**DATA LISTING**
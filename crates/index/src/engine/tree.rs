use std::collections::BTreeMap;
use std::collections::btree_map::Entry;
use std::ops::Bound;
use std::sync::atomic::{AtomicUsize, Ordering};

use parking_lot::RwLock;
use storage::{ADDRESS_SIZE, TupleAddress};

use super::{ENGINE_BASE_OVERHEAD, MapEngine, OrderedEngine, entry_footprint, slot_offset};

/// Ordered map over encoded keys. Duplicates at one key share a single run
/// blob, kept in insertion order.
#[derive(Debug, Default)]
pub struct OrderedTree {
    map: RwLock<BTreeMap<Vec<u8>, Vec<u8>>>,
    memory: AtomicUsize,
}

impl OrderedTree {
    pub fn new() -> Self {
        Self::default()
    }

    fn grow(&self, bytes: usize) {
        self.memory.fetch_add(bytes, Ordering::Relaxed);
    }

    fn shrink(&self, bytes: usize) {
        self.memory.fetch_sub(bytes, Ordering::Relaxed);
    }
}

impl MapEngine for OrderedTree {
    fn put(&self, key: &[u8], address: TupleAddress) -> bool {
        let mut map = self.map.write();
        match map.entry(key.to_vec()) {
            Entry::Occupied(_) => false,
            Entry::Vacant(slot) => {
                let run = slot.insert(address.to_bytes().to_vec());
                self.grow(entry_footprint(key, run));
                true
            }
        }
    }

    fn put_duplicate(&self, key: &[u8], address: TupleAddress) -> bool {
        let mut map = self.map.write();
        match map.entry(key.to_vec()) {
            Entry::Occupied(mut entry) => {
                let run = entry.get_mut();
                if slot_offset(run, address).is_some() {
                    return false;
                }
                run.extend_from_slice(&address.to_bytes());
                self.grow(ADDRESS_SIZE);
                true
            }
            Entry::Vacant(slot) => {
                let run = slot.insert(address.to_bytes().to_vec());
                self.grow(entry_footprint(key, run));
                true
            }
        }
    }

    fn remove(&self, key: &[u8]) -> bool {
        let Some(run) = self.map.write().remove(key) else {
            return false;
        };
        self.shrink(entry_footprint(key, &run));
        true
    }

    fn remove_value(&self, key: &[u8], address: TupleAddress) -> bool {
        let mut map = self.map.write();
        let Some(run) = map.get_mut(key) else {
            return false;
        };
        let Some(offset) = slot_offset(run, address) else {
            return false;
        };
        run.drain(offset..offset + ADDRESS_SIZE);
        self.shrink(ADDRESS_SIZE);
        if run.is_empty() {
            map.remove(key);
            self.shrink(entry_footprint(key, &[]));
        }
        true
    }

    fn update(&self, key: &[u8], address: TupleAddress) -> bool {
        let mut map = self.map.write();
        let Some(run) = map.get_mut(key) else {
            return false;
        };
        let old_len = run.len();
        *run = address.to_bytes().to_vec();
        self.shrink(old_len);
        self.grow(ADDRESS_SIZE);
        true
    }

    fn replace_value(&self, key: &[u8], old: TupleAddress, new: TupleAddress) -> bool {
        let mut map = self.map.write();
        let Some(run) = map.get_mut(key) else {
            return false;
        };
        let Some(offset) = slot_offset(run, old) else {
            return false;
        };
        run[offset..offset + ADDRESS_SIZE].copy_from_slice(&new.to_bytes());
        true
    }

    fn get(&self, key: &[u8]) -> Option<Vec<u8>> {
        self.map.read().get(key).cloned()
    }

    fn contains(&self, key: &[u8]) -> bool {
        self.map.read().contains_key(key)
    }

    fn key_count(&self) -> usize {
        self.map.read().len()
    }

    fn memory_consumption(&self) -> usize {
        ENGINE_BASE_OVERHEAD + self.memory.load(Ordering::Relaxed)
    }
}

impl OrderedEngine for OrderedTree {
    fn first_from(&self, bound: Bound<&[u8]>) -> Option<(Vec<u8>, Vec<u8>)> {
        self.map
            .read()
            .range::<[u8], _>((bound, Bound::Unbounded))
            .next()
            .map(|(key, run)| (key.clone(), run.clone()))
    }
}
---
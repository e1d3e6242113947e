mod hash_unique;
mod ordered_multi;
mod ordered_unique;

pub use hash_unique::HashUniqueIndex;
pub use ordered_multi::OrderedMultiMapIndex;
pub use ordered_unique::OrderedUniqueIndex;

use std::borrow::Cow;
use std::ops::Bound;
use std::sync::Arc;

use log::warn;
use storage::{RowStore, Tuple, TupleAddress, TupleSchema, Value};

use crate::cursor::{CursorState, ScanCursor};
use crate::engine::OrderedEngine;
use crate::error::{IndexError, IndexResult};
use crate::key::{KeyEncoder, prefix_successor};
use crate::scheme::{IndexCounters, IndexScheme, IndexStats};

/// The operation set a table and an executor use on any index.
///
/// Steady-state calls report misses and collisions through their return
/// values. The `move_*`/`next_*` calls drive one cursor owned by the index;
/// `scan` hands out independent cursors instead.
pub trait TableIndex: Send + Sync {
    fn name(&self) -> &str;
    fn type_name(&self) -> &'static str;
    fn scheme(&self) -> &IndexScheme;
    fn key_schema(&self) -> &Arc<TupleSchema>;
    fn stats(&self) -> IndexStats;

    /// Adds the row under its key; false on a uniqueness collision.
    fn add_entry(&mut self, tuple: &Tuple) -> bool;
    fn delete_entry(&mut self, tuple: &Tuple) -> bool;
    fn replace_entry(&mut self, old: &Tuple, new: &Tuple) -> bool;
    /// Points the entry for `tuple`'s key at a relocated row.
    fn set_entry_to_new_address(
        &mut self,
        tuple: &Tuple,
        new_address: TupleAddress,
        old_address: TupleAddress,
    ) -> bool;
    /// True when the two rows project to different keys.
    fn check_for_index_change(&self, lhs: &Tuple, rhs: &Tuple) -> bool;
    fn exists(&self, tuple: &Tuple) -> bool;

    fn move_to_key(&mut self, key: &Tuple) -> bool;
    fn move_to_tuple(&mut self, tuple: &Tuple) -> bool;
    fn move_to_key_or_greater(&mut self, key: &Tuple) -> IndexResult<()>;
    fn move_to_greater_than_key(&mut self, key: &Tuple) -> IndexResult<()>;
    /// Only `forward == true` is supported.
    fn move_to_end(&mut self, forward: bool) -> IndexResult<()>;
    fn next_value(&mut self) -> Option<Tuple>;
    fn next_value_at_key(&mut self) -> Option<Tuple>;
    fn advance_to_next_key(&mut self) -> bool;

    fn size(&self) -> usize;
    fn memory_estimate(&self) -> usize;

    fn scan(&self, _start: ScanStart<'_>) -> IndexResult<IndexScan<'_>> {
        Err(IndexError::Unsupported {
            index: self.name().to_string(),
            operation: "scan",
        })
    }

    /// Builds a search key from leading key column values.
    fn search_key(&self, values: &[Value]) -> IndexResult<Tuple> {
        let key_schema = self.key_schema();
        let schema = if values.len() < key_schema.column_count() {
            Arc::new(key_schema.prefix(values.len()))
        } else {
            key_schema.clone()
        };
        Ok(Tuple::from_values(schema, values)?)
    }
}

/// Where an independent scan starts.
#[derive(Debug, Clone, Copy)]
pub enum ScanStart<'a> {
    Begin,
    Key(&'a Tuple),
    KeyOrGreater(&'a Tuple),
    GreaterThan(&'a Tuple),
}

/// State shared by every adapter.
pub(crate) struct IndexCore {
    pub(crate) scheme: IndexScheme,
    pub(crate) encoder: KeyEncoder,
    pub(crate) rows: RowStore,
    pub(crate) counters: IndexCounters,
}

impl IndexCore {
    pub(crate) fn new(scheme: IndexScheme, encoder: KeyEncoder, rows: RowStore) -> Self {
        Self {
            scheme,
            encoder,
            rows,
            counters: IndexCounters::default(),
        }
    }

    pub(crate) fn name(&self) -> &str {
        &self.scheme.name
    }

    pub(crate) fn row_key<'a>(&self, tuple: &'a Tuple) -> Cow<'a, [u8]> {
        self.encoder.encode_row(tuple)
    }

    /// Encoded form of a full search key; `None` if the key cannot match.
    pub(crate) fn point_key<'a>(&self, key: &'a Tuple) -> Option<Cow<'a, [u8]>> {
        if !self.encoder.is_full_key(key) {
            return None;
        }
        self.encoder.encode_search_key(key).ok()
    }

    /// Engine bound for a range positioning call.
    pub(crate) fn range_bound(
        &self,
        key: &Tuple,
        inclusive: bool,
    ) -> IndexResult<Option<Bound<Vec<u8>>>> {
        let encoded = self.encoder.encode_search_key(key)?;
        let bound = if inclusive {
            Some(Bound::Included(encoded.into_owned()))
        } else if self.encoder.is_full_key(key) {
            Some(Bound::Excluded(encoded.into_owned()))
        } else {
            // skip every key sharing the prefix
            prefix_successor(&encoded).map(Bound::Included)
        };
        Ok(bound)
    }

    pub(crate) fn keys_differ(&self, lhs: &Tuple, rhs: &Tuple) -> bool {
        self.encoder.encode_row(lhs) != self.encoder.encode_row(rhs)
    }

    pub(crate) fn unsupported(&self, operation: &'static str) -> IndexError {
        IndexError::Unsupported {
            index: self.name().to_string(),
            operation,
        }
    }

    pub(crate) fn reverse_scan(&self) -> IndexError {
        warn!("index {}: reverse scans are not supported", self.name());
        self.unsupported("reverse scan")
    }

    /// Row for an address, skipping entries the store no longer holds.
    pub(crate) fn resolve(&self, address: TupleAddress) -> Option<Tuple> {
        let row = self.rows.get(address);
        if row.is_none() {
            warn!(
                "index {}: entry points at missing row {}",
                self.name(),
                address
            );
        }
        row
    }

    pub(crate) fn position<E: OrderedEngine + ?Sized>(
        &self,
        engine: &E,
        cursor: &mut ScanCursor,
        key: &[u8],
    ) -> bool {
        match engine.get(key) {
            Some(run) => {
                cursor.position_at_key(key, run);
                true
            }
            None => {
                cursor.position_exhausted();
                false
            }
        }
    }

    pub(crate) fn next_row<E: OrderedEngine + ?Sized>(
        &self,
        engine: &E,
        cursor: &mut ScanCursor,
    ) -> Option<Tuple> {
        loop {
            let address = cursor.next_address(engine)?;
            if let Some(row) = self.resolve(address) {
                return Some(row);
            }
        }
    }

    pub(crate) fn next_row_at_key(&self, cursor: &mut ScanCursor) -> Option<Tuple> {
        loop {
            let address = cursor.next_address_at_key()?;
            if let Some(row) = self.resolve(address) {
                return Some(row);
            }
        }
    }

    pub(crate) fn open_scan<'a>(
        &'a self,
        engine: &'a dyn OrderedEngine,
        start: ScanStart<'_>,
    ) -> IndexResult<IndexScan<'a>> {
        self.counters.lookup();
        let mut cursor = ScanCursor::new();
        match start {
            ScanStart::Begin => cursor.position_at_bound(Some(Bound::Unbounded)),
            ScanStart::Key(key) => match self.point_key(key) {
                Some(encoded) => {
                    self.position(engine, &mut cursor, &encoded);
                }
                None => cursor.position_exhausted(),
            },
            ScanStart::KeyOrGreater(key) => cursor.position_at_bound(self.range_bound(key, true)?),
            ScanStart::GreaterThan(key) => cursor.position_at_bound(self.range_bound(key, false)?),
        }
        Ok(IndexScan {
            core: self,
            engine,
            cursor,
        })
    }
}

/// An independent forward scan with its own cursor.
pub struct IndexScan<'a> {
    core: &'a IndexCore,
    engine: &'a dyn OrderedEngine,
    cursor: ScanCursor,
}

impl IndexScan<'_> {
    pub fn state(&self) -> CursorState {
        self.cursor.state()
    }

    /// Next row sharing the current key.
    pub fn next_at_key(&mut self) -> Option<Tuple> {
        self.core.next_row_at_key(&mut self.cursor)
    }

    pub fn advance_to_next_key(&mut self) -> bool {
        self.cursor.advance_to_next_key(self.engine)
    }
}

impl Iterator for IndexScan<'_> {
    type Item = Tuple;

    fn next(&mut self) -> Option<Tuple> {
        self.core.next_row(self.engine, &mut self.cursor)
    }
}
---
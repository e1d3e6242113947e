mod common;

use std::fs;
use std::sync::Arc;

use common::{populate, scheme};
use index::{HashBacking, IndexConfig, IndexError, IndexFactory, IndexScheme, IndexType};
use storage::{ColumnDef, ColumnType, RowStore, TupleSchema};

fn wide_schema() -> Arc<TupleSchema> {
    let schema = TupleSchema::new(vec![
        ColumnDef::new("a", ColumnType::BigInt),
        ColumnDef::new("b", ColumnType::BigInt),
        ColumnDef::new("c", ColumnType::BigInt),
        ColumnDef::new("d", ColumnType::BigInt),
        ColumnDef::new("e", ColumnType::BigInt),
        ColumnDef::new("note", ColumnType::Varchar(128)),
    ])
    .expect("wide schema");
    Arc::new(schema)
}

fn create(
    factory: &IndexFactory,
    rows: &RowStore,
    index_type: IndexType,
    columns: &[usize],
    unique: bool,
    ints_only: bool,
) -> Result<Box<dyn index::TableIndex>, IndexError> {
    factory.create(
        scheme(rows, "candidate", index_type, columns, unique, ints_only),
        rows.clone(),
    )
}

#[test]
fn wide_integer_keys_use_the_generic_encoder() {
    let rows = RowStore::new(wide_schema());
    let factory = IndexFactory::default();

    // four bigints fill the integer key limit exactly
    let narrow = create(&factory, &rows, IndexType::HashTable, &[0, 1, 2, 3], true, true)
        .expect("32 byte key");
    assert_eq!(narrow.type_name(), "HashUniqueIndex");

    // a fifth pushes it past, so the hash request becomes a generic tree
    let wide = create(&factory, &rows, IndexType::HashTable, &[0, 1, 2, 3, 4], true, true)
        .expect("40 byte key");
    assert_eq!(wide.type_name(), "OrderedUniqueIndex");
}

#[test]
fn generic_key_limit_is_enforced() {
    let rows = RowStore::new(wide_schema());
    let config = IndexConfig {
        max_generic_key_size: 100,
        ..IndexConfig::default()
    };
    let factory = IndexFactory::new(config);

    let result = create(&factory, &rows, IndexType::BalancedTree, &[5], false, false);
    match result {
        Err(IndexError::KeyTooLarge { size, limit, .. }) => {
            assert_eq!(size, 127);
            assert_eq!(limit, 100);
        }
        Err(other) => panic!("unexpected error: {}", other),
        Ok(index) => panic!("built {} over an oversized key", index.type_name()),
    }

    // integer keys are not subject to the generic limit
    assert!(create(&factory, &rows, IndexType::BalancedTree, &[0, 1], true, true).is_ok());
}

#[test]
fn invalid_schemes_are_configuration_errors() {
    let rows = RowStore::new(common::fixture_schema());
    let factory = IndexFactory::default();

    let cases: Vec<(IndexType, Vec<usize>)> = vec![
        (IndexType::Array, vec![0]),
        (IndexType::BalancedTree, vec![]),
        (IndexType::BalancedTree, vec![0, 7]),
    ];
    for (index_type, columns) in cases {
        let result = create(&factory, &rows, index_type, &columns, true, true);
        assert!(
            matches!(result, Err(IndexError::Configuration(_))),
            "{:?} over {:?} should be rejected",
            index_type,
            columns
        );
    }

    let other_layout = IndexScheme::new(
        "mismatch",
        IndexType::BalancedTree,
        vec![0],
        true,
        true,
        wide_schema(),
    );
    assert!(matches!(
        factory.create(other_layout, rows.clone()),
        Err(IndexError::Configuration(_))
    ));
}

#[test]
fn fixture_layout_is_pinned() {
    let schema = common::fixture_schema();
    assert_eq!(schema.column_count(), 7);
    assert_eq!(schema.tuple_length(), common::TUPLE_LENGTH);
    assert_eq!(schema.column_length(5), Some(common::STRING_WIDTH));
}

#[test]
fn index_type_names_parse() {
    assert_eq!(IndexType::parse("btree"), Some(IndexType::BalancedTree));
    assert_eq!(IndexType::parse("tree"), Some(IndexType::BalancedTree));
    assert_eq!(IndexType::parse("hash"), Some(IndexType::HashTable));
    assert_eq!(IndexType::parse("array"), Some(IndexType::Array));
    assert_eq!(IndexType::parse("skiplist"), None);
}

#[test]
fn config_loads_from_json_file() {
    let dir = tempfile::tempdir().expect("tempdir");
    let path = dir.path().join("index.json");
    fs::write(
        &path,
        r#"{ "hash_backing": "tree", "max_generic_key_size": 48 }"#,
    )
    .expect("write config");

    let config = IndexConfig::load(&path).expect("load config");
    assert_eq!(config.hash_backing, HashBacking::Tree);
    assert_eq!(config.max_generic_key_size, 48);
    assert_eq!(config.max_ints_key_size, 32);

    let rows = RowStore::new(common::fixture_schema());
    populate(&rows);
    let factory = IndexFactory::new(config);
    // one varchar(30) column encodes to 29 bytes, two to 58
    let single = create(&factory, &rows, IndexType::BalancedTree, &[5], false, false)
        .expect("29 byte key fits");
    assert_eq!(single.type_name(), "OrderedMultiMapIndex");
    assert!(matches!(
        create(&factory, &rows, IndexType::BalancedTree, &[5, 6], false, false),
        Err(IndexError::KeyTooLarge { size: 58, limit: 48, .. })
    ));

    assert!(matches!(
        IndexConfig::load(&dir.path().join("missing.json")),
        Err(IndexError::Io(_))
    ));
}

**TASK REQUIREMENTS**
Where a line above includes "CursorState", copy that line.

**RESULT BELOW**
use crate::cursor::{CursorState, ScanCursor};
    pub fn state(&self) -> CursorState {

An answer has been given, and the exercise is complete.